Conférence : « Entrepreneur 2.0 : e-réputation et réseaux sociaux »

Le Rendez-vous des entrepreneurs c’est avant tout un rendez-vous mensuel pour discuter de thématiques diverses autour de l’entrepreneuriat à Madagascar, où des spécialistes dans un domaine domaine particulier et/ou des entrepreneurs partagent et échangent avec un public constitué de professionnels et d’étudiants, et dont l’objectif est de diffuser la culture entrepreneuriale. Mais au-delà de la table ronde mensuelle, le Rendez-vous des entrepreneurs c’est aussi une plateforme de réseautage au service des entrepreneurs, TPE / PME et des futurs entrepreneurs (cf. le Club Entrepreneurs Etudiants).

Rendez-vous des entrepreneurs - Entrepreneur 2.0 : e-réputation et réseaux sociauxPour ce mois-ci, le Rendez-vous des entrepreneurs a décidé d'aborder le thème de l'entrepreneur 2.0 ou comment est-ce que le web social et les outils 2.0 peuvent aider l'entrepreneur dans ses activités ?
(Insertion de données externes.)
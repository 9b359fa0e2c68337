use std::fs;
use std::net::ToSocketAddrs;
use std::path::{Path, PathBuf};
use std::sync::Arc;
use std::time::Duration;

use mswyw_core::{as_float, CoefficientSet, MetricRecord, OverrideSet};
use mswyw_providers::{
    build_runtime_provider, ProviderArgs, ProviderRegistry, RuntimeMetricsProvider,
    RuntimeProviderConfig,
};
use regex::{Regex, RegexBuilder};
use reqwest::{Client, Url};
use serde_json::Value;
use suppaftp::FtpStream;
use tracing::{debug, warn};

use crate::error::RunError;

const URL_PATTERN: &str = r"^(?:http|ftp|file)s?://";

/// What a reference string turned out to be, in resolution priority order.
#[derive(Debug, Clone, PartialEq)]
pub enum ParamReference {
    File(PathBuf),
    Url(String),
    Literal(Value),
    Named(String),
}

/// Turns reference strings (file path, URL, JSON literal or provider name)
/// into concrete values.
///
/// A reference naming an existing file is always read as a file, even when
/// its text would also parse as JSON.
pub struct ParamResolver {
    client: Client,
    url_pattern: Regex,
    timeout: Duration,
}

impl ParamResolver {
    pub fn new(timeout: Duration) -> Result<Self, RunError> {
        let client = Client::builder()
            .timeout(timeout)
            .build()
            .map_err(|e| RunError::Configuration(format!("cannot build http client: {e}")))?;
        let url_pattern = RegexBuilder::new(URL_PATTERN)
            .case_insensitive(true)
            .build()
            .map_err(|e| RunError::Configuration(format!("bad url pattern: {e}")))?;
        Ok(Self {
            client,
            url_pattern,
            timeout,
        })
    }

    pub fn classify(&self, raw: &str) -> ParamReference {
        let path = Path::new(raw);
        if path.is_file() {
            return ParamReference::File(path.to_path_buf());
        }
        if self.url_pattern.is_match(raw) {
            return ParamReference::Url(raw.to_string());
        }
        if let Ok(value) = serde_json::from_str::<Value>(raw) {
            return ParamReference::Literal(value);
        }
        ParamReference::Named(raw.trim().to_string())
    }

    /// Resolves a reference that must yield JSON; provider names are not
    /// accepted here.
    pub async fn resolve(&self, raw: &str) -> Result<Value, RunError> {
        match self.classify(raw) {
            ParamReference::Named(_) => Err(RunError::reference(
                raw,
                "not an existing file, a URL or valid JSON",
            )),
            reference => self.load(raw, reference).await,
        }
    }

    async fn load(&self, raw: &str, reference: ParamReference) -> Result<Value, RunError> {
        match reference {
            ParamReference::File(path) => read_json_file(raw, &path),
            ParamReference::Url(url) => self.fetch(raw, &url).await,
            ParamReference::Literal(value) => Ok(value),
            ParamReference::Named(name) => Err(RunError::reference(
                raw,
                format!("`{name}` cannot be loaded as JSON"),
            )),
        }
    }

    async fn fetch(&self, raw: &str, url: &str) -> Result<Value, RunError> {
        let parsed = Url::parse(url).map_err(|e| RunError::reference(raw, e))?;
        let scheme = parsed.scheme().to_ascii_lowercase();
        match scheme.as_str() {
            "http" | "https" => {
                debug!(url = %parsed, "fetching parameter");
                let res = self
                    .client
                    .get(parsed)
                    .send()
                    .await
                    .map_err(|e| RunError::reference(raw, e))?;
                if !res.status().is_success() {
                    return Err(RunError::reference(
                        raw,
                        format!("server answered {}", res.status()),
                    ));
                }
                let body = res.text().await.map_err(|e| RunError::reference(raw, e))?;
                serde_json::from_str(&body).map_err(|e| RunError::reference(raw, e))
            }
            "ftp" => {
                debug!(url = %parsed, "fetching parameter over ftp");
                let timeout = self.timeout;
                let owned = raw.to_string();
                let body = tokio::task::spawn_blocking(move || ftp_get(&owned, &parsed, timeout))
                    .await
                    .map_err(|e| RunError::reference(raw, e))??;
                serde_json::from_str(&body).map_err(|e| RunError::reference(raw, e))
            }
            "file" => {
                let path = parsed
                    .to_file_path()
                    .map_err(|()| RunError::reference(raw, "not a local file URL"))?;
                read_json_file(raw, &path)
            }
            other => Err(RunError::reference(
                raw,
                format!("unsupported URL scheme `{other}`"),
            )),
        }
    }

    pub async fn resolve_coefficients(&self, raw: &str) -> Result<CoefficientSet, RunError> {
        let value = self.resolve(raw).await?;
        Ok(CoefficientSet::from_value(&value)?)
    }

    /// Provider parameters; a bare name invokes the registered params
    /// provider with `cli_args`.
    pub async fn resolve_provider_params(
        &self,
        raw: &str,
        cli_args: &ProviderArgs,
        registry: &ProviderRegistry,
    ) -> Result<ProviderArgs, RunError> {
        let value = match self.classify(raw) {
            ParamReference::Named(name) => {
                let provider = registry.params(&name)?;
                return provider
                    .compute_params(cli_args)
                    .map_err(|e| RunError::from_provider(provider.name(), e));
            }
            reference => self.load(raw, reference).await?,
        };
        match value {
            Value::Object(map) => Ok(map),
            other => Err(RunError::reference(
                raw,
                format!("provider parameters must be a JSON object, got {other}"),
            )),
        }
    }

    /// Overrides; a bare name invokes the registered override provider, and
    /// a name nobody registered means no overrides.
    pub async fn resolve_overrides(
        &self,
        raw: &str,
        cli_args: &ProviderArgs,
        registry: &ProviderRegistry,
    ) -> Result<OverrideSet, RunError> {
        match self.classify(raw) {
            ParamReference::Named(name) => match registry.overrides(&name) {
                Ok(provider) => provider
                    .compute_overrides(cli_args)
                    .map_err(|e| RunError::from_provider(provider.name(), e)),
                Err(err) => {
                    warn!(error = %err, "no override provider; using no overrides");
                    Ok(OverrideSet::new())
                }
            },
            reference => {
                let value = self.load(raw, reference).await?;
                OverrideSet::from_value(&value).map_err(|e| RunError::reference(raw, e))
            }
        }
    }

    /// A registered runtime provider by name, or a fixed record set when the
    /// reference resolves to a JSON array.
    pub async fn resolve_runtime_provider(
        &self,
        raw: &str,
        registry: &ProviderRegistry,
    ) -> Result<Arc<dyn RuntimeMetricsProvider>, RunError> {
        let value = match self.classify(raw) {
            ParamReference::Named(name) => return Ok(registry.runtime(&name)?),
            reference => self.load(raw, reference).await?,
        };
        let records: Vec<MetricRecord> =
            serde_json::from_value(value).map_err(|e| RunError::reference(raw, e))?;
        build_runtime_provider(RuntimeProviderConfig::Static(records))
            .map_err(|e| RunError::from_provider("static", e))
    }

    pub async fn resolve_minutes(&self, raw: &str, what: &str) -> Result<i64, RunError> {
        let value = self.resolve(raw).await?;
        as_whole_minutes(&value)
            .ok_or_else(|| RunError::reference(raw, format!("{what} must be a whole number of minutes")))
    }

    pub async fn resolve_float(&self, raw: &str, what: &str) -> Result<f64, RunError> {
        let value = self.resolve(raw).await?;
        as_float(what, &value).map_err(|e| RunError::reference(raw, e))
    }
}

/// Blocking RETR of `url`, anonymous unless the URL carries credentials.
fn ftp_get(raw: &str, url: &Url, timeout: Duration) -> Result<String, RunError> {
    let host = url
        .host_str()
        .ok_or_else(|| RunError::reference(raw, "ftp URL has no host"))?;
    let addr = (host, url.port().unwrap_or(21))
        .to_socket_addrs()
        .map_err(|e| RunError::reference(raw, e))?
        .next()
        .ok_or_else(|| RunError::reference(raw, format!("cannot resolve host {host}")))?;

    let mut ftp = FtpStream::connect_timeout(addr, timeout).map_err(|e| RunError::reference(raw, e))?;
    ftp.get_ref()
        .set_read_timeout(Some(timeout))
        .map_err(|e| RunError::reference(raw, e))?;
    let user = match url.username() {
        "" => "anonymous",
        user => user,
    };
    ftp.login(user, url.password().unwrap_or("anonymous"))
        .map_err(|e| RunError::reference(raw, e))?;
    let body = ftp
        .retr_as_buffer(url.path())
        .map_err(|e| RunError::reference(raw, e))?;
    let _ = ftp.quit();
    String::from_utf8(body.into_inner()).map_err(|e| RunError::reference(raw, e))
}

fn read_json_file(raw: &str, path: &Path) -> Result<Value, RunError> {
    let content = fs::read_to_string(path).map_err(|e| RunError::reference(raw, e))?;
    serde_json::from_str(&content).map_err(|e| RunError::reference(raw, e))
}

#[allow(clippy::cast_possible_truncation, clippy::float_cmp)]
fn as_whole_minutes(value: &Value) -> Option<i64> {
    match value {
        Value::Number(n) => n.as_i64().or_else(|| {
            let f = n.as_f64()?;
            (f.fract() == 0.0 && f.abs() < 1.0e12).then_some(f as i64)
        }),
        Value::String(s) => s.trim().parse::<i64>().ok(),
        _ => None,
    }
}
Pour ce mois-ci, le Rendez-vous des entrepreneurs a décidé d’aborder le thème de l’entrepreneur 2.0 ou comment est-ce que le web social et les outils 2.0 peuvent aider l’entrepreneur dans ses activités ?

Le web tel que nous le voyons actuellement est en perpétuel mouvement. L’écosystème (cf. le panorama des médias sociaux en 2012) s’enrichit constamment de nouveaux services qui confirment les tendances futures (géolocalisation, SoLoMo, etc.); les plus grandes plateformes sociales confirment leur statut et intègrent des fonctionnalités sociales encore plus étendues. Les spécialistes s’accorderont à dire qu’avoir une présence en ligne est un facteur clé de succès (à Madagascar c’est d’autant plus vrai dans certains secteurs d’activités de local business, le tourisme, etc. mais pas que…).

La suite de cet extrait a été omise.